Saved entries

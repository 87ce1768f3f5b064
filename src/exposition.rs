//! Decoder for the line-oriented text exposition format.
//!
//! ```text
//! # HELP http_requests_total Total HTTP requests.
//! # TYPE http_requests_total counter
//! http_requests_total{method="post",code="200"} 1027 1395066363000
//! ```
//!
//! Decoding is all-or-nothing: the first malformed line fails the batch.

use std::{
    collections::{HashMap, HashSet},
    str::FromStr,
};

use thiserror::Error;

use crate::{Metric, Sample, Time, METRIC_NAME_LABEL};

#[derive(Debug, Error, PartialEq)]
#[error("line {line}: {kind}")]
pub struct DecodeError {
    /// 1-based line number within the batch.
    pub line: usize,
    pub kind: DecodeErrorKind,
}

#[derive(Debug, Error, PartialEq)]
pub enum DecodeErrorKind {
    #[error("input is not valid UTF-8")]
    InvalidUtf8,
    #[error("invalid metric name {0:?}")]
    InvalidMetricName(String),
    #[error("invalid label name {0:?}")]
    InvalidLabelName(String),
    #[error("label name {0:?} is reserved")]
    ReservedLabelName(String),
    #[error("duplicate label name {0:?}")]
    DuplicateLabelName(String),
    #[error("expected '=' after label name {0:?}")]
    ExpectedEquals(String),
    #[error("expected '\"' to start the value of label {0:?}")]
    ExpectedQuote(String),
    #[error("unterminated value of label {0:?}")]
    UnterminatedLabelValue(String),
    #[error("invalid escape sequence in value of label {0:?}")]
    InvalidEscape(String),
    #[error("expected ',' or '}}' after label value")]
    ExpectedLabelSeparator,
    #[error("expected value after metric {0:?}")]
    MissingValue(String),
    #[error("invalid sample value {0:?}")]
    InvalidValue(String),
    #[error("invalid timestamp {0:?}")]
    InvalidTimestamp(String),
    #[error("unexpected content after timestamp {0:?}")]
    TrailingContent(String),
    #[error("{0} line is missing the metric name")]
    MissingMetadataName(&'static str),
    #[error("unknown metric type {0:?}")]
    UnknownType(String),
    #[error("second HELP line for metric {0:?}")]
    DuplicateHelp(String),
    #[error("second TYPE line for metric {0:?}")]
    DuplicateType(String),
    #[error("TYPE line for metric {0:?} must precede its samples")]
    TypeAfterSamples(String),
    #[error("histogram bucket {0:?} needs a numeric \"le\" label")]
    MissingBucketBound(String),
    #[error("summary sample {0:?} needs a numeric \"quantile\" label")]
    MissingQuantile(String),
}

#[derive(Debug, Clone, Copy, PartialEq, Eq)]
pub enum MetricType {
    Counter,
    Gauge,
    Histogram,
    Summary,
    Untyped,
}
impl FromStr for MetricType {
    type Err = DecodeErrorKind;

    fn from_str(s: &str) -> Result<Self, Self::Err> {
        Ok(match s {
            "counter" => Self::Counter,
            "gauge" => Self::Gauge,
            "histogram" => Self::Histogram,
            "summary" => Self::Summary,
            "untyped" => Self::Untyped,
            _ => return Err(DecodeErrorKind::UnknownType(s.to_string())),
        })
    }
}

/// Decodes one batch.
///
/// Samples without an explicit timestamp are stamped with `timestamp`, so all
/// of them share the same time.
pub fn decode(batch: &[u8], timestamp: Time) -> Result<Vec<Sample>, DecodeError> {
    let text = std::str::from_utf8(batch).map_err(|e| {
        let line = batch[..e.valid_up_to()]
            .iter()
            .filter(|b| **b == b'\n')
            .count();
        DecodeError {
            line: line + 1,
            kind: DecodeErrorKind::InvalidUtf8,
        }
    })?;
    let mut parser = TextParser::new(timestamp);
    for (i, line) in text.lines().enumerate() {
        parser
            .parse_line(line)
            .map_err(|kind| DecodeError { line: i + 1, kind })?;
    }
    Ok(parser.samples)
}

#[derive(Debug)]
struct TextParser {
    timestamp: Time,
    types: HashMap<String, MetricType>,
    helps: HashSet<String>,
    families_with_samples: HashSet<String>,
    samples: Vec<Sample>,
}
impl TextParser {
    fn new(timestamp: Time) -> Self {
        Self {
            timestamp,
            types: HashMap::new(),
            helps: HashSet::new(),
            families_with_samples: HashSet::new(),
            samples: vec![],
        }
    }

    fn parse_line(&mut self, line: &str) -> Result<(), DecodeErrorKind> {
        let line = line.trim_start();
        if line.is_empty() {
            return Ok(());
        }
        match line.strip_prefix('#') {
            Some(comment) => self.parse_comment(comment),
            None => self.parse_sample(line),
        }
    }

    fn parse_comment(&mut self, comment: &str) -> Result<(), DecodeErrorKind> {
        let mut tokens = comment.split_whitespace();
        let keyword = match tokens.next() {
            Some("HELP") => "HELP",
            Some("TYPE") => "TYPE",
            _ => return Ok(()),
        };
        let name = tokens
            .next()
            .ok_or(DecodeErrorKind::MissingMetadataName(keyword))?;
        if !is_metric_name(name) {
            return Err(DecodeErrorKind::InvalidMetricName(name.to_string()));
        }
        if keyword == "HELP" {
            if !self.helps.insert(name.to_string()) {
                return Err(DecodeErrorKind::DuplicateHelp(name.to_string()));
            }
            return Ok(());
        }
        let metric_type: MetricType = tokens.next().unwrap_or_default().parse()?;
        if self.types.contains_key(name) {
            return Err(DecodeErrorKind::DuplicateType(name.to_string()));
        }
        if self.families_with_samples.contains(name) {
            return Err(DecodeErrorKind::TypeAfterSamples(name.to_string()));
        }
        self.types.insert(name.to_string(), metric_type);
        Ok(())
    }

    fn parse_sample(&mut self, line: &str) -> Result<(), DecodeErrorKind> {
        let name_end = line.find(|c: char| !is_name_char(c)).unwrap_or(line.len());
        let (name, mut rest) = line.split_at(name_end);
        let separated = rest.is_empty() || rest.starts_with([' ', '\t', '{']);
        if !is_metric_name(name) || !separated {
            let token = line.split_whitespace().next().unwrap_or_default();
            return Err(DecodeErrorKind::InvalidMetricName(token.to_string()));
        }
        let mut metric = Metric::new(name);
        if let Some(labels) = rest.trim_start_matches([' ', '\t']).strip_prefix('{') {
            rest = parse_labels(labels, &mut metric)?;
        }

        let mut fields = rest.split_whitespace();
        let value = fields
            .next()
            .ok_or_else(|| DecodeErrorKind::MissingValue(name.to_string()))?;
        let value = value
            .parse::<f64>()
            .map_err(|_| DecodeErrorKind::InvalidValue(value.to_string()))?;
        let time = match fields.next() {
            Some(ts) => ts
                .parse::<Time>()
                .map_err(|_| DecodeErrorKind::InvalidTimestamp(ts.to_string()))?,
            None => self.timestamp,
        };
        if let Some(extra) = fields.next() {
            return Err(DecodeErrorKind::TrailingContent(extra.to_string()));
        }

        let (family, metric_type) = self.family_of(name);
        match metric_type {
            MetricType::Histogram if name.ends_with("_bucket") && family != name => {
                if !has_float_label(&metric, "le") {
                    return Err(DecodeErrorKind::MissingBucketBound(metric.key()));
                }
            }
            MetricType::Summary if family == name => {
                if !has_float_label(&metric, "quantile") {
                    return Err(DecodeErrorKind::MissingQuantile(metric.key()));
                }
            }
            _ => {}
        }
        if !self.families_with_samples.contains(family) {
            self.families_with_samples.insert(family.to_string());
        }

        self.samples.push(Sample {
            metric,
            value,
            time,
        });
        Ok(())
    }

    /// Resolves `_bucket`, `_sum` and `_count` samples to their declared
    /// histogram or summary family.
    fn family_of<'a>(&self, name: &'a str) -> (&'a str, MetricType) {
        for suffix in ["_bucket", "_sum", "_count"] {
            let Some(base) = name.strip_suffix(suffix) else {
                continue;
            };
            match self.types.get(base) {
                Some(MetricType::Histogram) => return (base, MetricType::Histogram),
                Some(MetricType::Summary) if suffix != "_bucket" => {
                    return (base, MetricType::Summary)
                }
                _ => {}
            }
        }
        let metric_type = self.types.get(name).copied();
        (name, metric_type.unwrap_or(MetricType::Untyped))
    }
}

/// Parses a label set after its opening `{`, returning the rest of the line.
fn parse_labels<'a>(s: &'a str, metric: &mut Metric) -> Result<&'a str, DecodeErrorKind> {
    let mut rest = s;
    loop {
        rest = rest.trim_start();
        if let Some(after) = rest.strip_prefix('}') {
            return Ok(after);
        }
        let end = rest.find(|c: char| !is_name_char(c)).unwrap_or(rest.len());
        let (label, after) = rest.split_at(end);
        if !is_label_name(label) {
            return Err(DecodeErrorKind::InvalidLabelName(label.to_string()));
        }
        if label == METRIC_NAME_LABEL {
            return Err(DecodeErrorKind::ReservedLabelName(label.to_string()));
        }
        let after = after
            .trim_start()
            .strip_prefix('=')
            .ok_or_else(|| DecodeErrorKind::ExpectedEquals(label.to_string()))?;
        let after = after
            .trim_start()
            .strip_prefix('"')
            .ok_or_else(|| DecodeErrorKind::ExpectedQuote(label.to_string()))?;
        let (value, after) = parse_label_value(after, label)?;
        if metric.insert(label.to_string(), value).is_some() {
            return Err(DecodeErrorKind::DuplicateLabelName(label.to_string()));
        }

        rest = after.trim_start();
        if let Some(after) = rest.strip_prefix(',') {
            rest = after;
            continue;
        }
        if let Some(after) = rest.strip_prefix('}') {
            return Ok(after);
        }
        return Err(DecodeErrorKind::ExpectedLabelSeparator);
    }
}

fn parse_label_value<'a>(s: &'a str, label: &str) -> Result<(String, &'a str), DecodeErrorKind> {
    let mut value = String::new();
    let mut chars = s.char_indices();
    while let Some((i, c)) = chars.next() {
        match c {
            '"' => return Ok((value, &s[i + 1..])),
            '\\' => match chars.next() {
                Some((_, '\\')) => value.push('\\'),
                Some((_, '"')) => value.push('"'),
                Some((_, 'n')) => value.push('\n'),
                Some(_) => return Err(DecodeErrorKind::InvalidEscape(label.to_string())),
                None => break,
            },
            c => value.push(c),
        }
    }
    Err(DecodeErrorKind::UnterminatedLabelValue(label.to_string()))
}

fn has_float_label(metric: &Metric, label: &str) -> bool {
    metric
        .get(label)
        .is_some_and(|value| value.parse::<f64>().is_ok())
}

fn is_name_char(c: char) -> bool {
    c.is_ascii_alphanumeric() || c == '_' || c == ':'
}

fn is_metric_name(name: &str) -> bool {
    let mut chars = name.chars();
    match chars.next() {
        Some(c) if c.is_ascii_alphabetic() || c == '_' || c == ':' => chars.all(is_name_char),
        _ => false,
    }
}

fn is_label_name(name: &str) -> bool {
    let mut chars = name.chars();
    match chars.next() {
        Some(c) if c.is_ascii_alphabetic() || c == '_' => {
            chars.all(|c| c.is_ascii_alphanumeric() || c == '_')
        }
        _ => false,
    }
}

Exercise description: Show me every line in the data above that includes "MissingQuantile".

Answer space:
    MissingQuantile(String),
                    return Err(DecodeErrorKind::MissingQuantile(metric.key()));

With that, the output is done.